The thing is, though I find the traditions and liturgies of the Catholic wing of the church beautiful, I would only be pretending if I lined up behind such attitudes.

As to priesthood in the church, and whether it should be extended to women or limited to men, I personally think — neither. I lean more to the Quaker testimonies of peace, equality, simplicity and integrity; but though Quaker meeting is wonderful, it is less and less Christo-centric in the UK (and that matters to me), and I think worship without hymnody is missing something vital, and I don't feel drawn to the political activism of the Quakers.
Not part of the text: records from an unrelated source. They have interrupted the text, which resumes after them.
//! Global config file source: $XDG_CONFIG_HOME/human-writer/config.toml or ~/.config/human-writer/config.toml

use config::builder::DefaultState;
use config::ConfigBuilder;
use config::ConfigError;
use config::File;
use std::path::PathBuf;
use tracing::debug;

/// Path to global config file.
pub fn global_config_path() -> Option<PathBuf> {
    let config_home = std::env::var_os("XDG_CONFIG_HOME")
        .map(PathBuf::from)
        .filter(|p| p.is_absolute())
        .or_else(|| std::env::var_os("HOME").map(|home| PathBuf::from(home).join(".config")))?;
    Some(config_home.join("human-writer").join("config.toml"))
}

/// Add global config file source to builder if it exists.
pub fn add_to_builder(
    mut builder: ConfigBuilder<DefaultState>,
) -> Result<ConfigBuilder<DefaultState>, ConfigError> {
    if let Some(path) = global_config_path() {
        if path.exists() {
            builder = builder.add_source(File::from(path).required(false));
        } else {
            debug!(config_path = %path.display(), "No global configuration file");
        }
    }
    Ok(builder)
}
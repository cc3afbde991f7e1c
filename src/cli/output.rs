//! CLI output: error mapping from domain errors to stable CLI surface.

use crate::error::RunError;

/// Map run errors to the single line shown to the user.
pub fn map_error(e: &RunError) -> String {
    format!("Error: {}", e)
}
I would like church to be a circle more than a pyramid. I would like leaders to emerge rather than be imposed. I believe in the priesthood of all believers and the high-priesthood of Jesus; I'm not sure about having a priestly caste within the church. But I could live in peace with it — I don't feel the need to agree with everything; to some extent all institutions are one-size-fits-none. I am still exploring and searching for a way to fit in, a community to belong.

I feel queasy about designation of gender rĂ´les. I do believe that in general women tend towards different occupations from the men. I do think that in general men are more competitive and women more collaborative. I think there are generalisations one can make. But I would want to stop there. When I heard Dr Gavin Ashenden opine that men can be priests and women can't, in the same way women can have babies and men can't, I thought that was a false dichotomy — ideology and biology are not the same thing. 

Looking back in the history of England, at Hilda of Whitby, Julian of Norwich, Queen Elizabeth I, Susanna Wesley — or coming to modern times, such figures as Margaret Thatcher and Queen Elizabeth II — regardless of whether one shares the outlook of the individual woman, how could one credibly say that when women are given power they mess up every single time, or that women are weak and fickle and created purely for procreation? The evidence simply isn't there, the ideology has no inherent logic.

So in all, I find myself truly at home neither with the Right nor the Left politically, neither with the Low nor the High when it comes to church.

I think there is room for anybody's opinion, but I can go along with neither the idea that a man can become a woman, nor with the idea that a woman is the gateway of hell. I think a woman, like a man, is just a person, and that each of us is individually and personally called by God, not according to our body but according to our soul.